» EXERCISE: Every record must appear in the answer exactly as it stands.

» RECORDS SUPPLIED:
//! floe: load sharded stream records into a columnar warehouse, exactly once per range.

use chrono::NaiveDate;
use clap::{Parser, Subcommand};
use serde::Serialize;
use snafu::prelude::*;
use std::net::SocketAddr;
use std::path::PathBuf;
use tracing::{debug, error, info, warn};
use tracing_subscriber::EnvFilter;

use floe::checkpoint::{audit, ledger_schema};
use floe::config::Config;
use floe::error::{
    AddressParseSnafu, AppError, AuditFailedSnafu, ConfigSnafu, LoadSnafu, MetricsSnafu,
    MissingSchemaSnafu, RenderSnafu,
};
use floe::warehouse::Warehouse;
use floe::{Broker, app, metrics, signal};

/// Sharded stream to warehouse loader.
#[derive(Parser, Debug)]
#[command(name = "floe")]
#[command(author, version, about, long_about = None)]
struct Args {
    /// Path to the configuration file.
    #[arg(short, long)]
    config: PathBuf,

    /// Log level (trace, debug, info, warn, error).
    #[arg(long, default_value = "info")]
    log_level: String,

    #[command(subcommand)]
    command: Command,
}

#[derive(Subcommand, Debug)]
enum Command {
    /// Run one load cycle for a table.
    Load {
        #[arg(long)]
        table: String,
    },
    /// Poll the configured tables until interrupted.
    Run {
        /// Tables to load instead of `loader.tables`.
        #[arg(long = "table")]
        tables: Vec<String>,
    },
    /// Validate a JSON record and write it to the table's stream.
    Write {
        #[arg(long)]
        table: String,
        #[arg(long)]
        data: String,
        #[arg(long)]
        partition_key: Option<String>,
    },
    /// Create the checkpoint ledger table.
    CreateLedger,
    /// Create a table from its configured schema.
    CreateTable {
        #[arg(long)]
        table: String,
    },
    /// Create the Kinesis stream feeding a table.
    CreateStream {
        #[arg(long)]
        table: String,
        #[arg(long, default_value_t = 1)]
        shards: u32,
    },
    /// Split every open shard of a table's stream in two.
    SplitShards {
        #[arg(long)]
        table: String,
    },
    /// Check a table's ledger for overlapping or regressing ranges.
    AuditLedger {
        #[arg(long)]
        table: String,
    },
    /// Delete one day of staged blobs for a table.
    Cleanup {
        #[arg(long)]
        table: String,
        /// Day to delete, as YYYY-MM-DD.
        #[arg(long)]
        date: NaiveDate,
    },
}

#[snafu::report]
#[tokio::main]
async fn main() -> Result<(), AppError> {
    let args = Args::parse();

    // Initialize logging
    let filter =
        EnvFilter::try_from_default_env().unwrap_or_else(|_| EnvFilter::new(&args.log_level));

    tracing_subscriber::fmt()
        .with_env_filter(filter)
        .with_target(false)
        .init();

    let config = Config::from_file(&args.config).context(ConfigSnafu)?;

    if config.metrics.enabled {
        let addr: SocketAddr = config.metrics.address.parse().context(AddressParseSnafu)?;
        metrics::init(addr).context(MetricsSnafu)?;
        debug!(
            "Metrics endpoint listening on http://{}/metrics",
            config.metrics.address
        );
    }

    match args.command {
        Command::Load { table } => load(&config, &table).await,
        Command::Run { tables } => {
            let tables = if tables.is_empty() {
                config.loader.tables.clone()
            } else {
                tables
            };
            if tables.is_empty() {
                warn!("No tables to load; set loader.tables or pass --table");
                return Ok(());
            }
            let loader = app::loader(&config).await?;
            let stats = loader.run(&tables, signal::shutdown_token()).await;
            info!(
                cycles = stats.cycles,
                failed = stats.failed_cycles,
                records = stats.records_loaded,
                "Loader finished"
            );
            Ok(())
        }
        Command::Write {
            table,
            data,
            partition_key,
        } => {
            let broker = app::broker(&config).await;
            app::write_record(
                broker.as_ref(),
                &config,
                &table,
                &data,
                partition_key.as_deref(),
            )
            .await?;
            info!(table = %table, "Record written");
            Ok(())
        }
        Command::CreateLedger => {
            let warehouse = app::warehouse(&config).await?;
            let ledger = &config.warehouse.ledger_table;
            warehouse.execute_ddl(&ledger_schema().ddl(ledger)).await?;
            info!(table = %ledger, "Created ledger table");
            Ok(())
        }
        Command::CreateTable { table } => {
            let schema = config
                .schemas
                .get(&table)
                .context(MissingSchemaSnafu { table: &table })?;
            let warehouse = app::warehouse(&config).await?;
            warehouse.execute_ddl(&schema.ddl(&table)).await?;
            info!(table = %table, "Created table");
            Ok(())
        }
        Command::CreateStream { table, shards } => {
            let broker = app::kinesis(&config, "create-stream").await?;
            let stream = broker.create_stream(&table, shards).await?;
            info!(stream = %stream, shards, "Created stream");
            Ok(())
        }
        Command::SplitShards { table } => {
            let broker = app::kinesis(&config, "split-shards").await?;
            let stream = broker.stream_name(&table)?;
            let split = broker.split_shards(&stream).await?;
            info!(stream = %stream, split, "Split shards");
            Ok(())
        }
        Command::AuditLedger { table } => {
            let broker = app::broker(&config).await;
            let stream = broker.stream_name(&table)?;
            let warehouse = app::warehouse(&config).await?;
            let rows = warehouse.checkpoints(&table, &stream, &[]).await?;
            let violations = audit(&rows);
            print_json(&violations)?;
            info!(rows = rows.len(), violations = violations.len(), "Audited ledger");
            ensure!(
                violations.is_empty(),
                AuditFailedSnafu {
                    count: violations.len()
                }
            );
            Ok(())
        }
        Command::Cleanup { table, date } => {
            let stage = app::stage(&config).await?;
            let deleted = app::cleanup(&stage, &config, &table, date).await?;
            info!(table = %table, %date, deleted, "Deleted staged blobs");
            Ok(())
        }
    }
}

async fn load(config: &Config, table: &str) -> Result<(), AppError> {
    let loader = app::loader(config).await?;
    match loader.load(table).await {
        Ok(report) => print_json(&report),
        Err(e) => {
            if let Some(context) = e.context() {
                match serde_json::to_string_pretty(context) {
                    Ok(json) => error!("Load context:\n{json}"),
                    Err(render) => warn!(error = %render, "Could not render load context"),
                }
            }
            Err(e).context(LoadSnafu)
        }
    }
}

fn print_json<T: Serialize>(value: &T) -> Result<(), AppError> {
    let json = serde_json::to_string_pretty(value).context(RenderSnafu)?;
    println!("{json}");
    Ok(())
}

» FINISHED EXERCISE:
//! floe: load sharded stream records into a columnar warehouse, exactly once per range.

use chrono::NaiveDate;
use clap::{Parser, Subcommand};
use serde::Serialize;
use snafu::prelude::*;
use std::net::SocketAddr;
use std::path::PathBuf;
use tracing::{debug, error, info, warn};
use tracing_subscriber::EnvFilter;

use floe::checkpoint::{audit, ledger_schema};
use floe::config::Config;
use floe::error::{
    AddressParseSnafu, AppError, AuditFailedSnafu, ConfigSnafu, LoadSnafu, MetricsSnafu,
    MissingSchemaSnafu, RenderSnafu,
};
use floe::warehouse::Warehouse;
use floe::{Broker, app, metrics, signal};

/// Sharded stream to warehouse loader.
#[derive(Parser, Debug)]
#[command(name = "floe")]
#[command(author, version, about, long_about = None)]
struct Args {
    /// Path to the configuration file.
    #[arg(short, long)]
    config: PathBuf,

    /// Log level (trace, debug, info, warn, error).
    #[arg(long, default_value = "info")]
    log_level: String,

    #[command(subcommand)]
    command: Command,
}

#[derive(Subcommand, Debug)]
enum Command {
    /// Run one load cycle for a table.
    Load {
        #[arg(long)]
        table: String,
    },
    /// Poll the configured tables until interrupted.
    Run {
        /// Tables to load instead of `loader.tables`.
        #[arg(long = "table")]
        tables: Vec<String>,
    },
    /// Validate a JSON record and write it to the table's stream.
    Write {
        #[arg(long)]
        table: String,
        #[arg(long)]
        data: String,
        #[arg(long)]
        partition_key: Option<String>,
    },
    /// Create the checkpoint ledger table.
    CreateLedger,
    /// Create a table from its configured schema.
    CreateTable {
        #[arg(long)]
        table: String,
    },
    /// Create the Kinesis stream feeding a table.
    CreateStream {
        #[arg(long)]
        table: String,
        #[arg(long, default_value_t = 1)]
        shards: u32,
    },
    /// Split every open shard of a table's stream in two.
    SplitShards {
        #[arg(long)]
        table: String,
    },
    /// Check a table's ledger for overlapping or regressing ranges.
    AuditLedger {
        #[arg(long)]
        table: String,
    },
    /// Delete one day of staged blobs for a table.
    Cleanup {
        #[arg(long)]
        table: String,
        /// Day to delete, as YYYY-MM-DD.
        #[arg(long)]
        date: NaiveDate,
    },
}

#[snafu::report]
#[tokio::main]
async fn main() -> Result<(), AppError> {
    let args = Args::parse();

    // Initialize logging
    let filter =
        EnvFilter::try_from_default_env().unwrap_or_else(|_| EnvFilter::new(&args.log_level));

    tracing_subscriber::fmt()
        .with_env_filter(filter)
        .with_target(false)
        .init();

    let config = Config::from_file(&args.config).context(ConfigSnafu)?;

    if config.metrics.enabled {
        let addr: SocketAddr = config.metrics.address.parse().context(AddressParseSnafu)?;
        metrics::init(addr).context(MetricsSnafu)?;
        debug!(
            "Metrics endpoint listening on http://{}/metrics",
            config.metrics.address
        );
    }

    match args.command {
        Command::Load { table } => load(&config, &table).await,
        Command::Run { tables } => {
            let tables = if tables.is_empty() {
                config.loader.tables.clone()
            } else {
                tables
            };
            if tables.is_empty() {
                warn!("No tables to load; set loader.tables or pass --table");
                return Ok(());
            }
            let loader = app::loader(&config).await?;
            let stats = loader.run(&tables, signal::shutdown_token()).await;
            info!(
                cycles = stats.cycles,
                failed = stats.failed_cycles,
                records = stats.records_loaded,
                "Loader finished"
            );
            Ok(())
        }
        Command::Write {
            table,
            data,
            partition_key,
        } => {
            let broker = app::broker(&config).await;
            app::write_record(
                broker.as_ref(),
                &config,
                &table,
                &data,
                partition_key.as_deref(),
            )
            .await?;
            info!(table = %table, "Record written");
            Ok(())
        }
        Command::CreateLedger => {
            let warehouse = app::warehouse(&config).await?;
            let ledger = &config.warehouse.ledger_table;
            warehouse.execute_ddl(&ledger_schema().ddl(ledger)).await?;
            info!(table = %ledger, "Created ledger table");
            Ok(())
        }
        Command::CreateTable { table } => {
            let schema = config
                .schemas
                .get(&table)
                .context(MissingSchemaSnafu { table: &table })?;
            let warehouse = app::warehouse(&config).await?;
            warehouse.execute_ddl(&schema.ddl(&table)).await?;
            info!(table = %table, "Created table");
            Ok(())
        }
        Command::CreateStream { table, shards } => {
            let broker = app::kinesis(&config, "create-stream").await?;
            let stream = broker.create_stream(&table, shards).await?;
            info!(stream = %stream, shards, "Created stream");
            Ok(())
        }
        Command::SplitShards { table } => {
            let broker = app::kinesis(&config, "split-shards").await?;
            let stream = broker.stream_name(&table)?;
            let split = broker.split_shards(&stream).await?;
            info!(stream = %stream, split, "Split shards");
            Ok(())
        }
        Command::AuditLedger { table } => {
            let broker = app::broker(&config).await;
            let stream = broker.stream_name(&table)?;
            let warehouse = app::warehouse(&config).await?;
            let rows = warehouse.checkpoints(&table, &stream, &[]).await?;
            let violations = audit(&rows);
            print_json(&violations)?;
            info!(rows = rows.len(), violations = violations.len(), "Audited ledger");
            ensure!(
                violations.is_empty(),
                AuditFailedSnafu {
                    count: violations.len()
                }
            );
            Ok(())
        }
        Command::Cleanup { table, date } => {
            let stage = app::stage(&config).await?;
            let deleted = app::cleanup(&stage, &config, &table, date).await?;
            info!(table = %table, %date, deleted, "Deleted staged blobs");
            Ok(())
        }
    }
}

async fn load(config: &Config, table: &str) -> Result<(), AppError> {
    let loader = app::loader(config).await?;
    match loader.load(table).await {
        Ok(report) => print_json(&report),
        Err(e) => {
            if let Some(context) = e.context() {
                match serde_json::to_string_pretty(context) {
                    Ok(json) => error!("Load context:\n{json}"),
                    Err(render) => warn!(error = %render, "Could not render load context"),
                }
            }
            Err(e).context(LoadSnafu)
        }
    }
}

fn print_json<T: Serialize>(value: &T) -> Result<(), AppError> {
    let json = serde_json::to_string_pretty(value).context(RenderSnafu)?;
    println!("{json}");
    Ok(())
}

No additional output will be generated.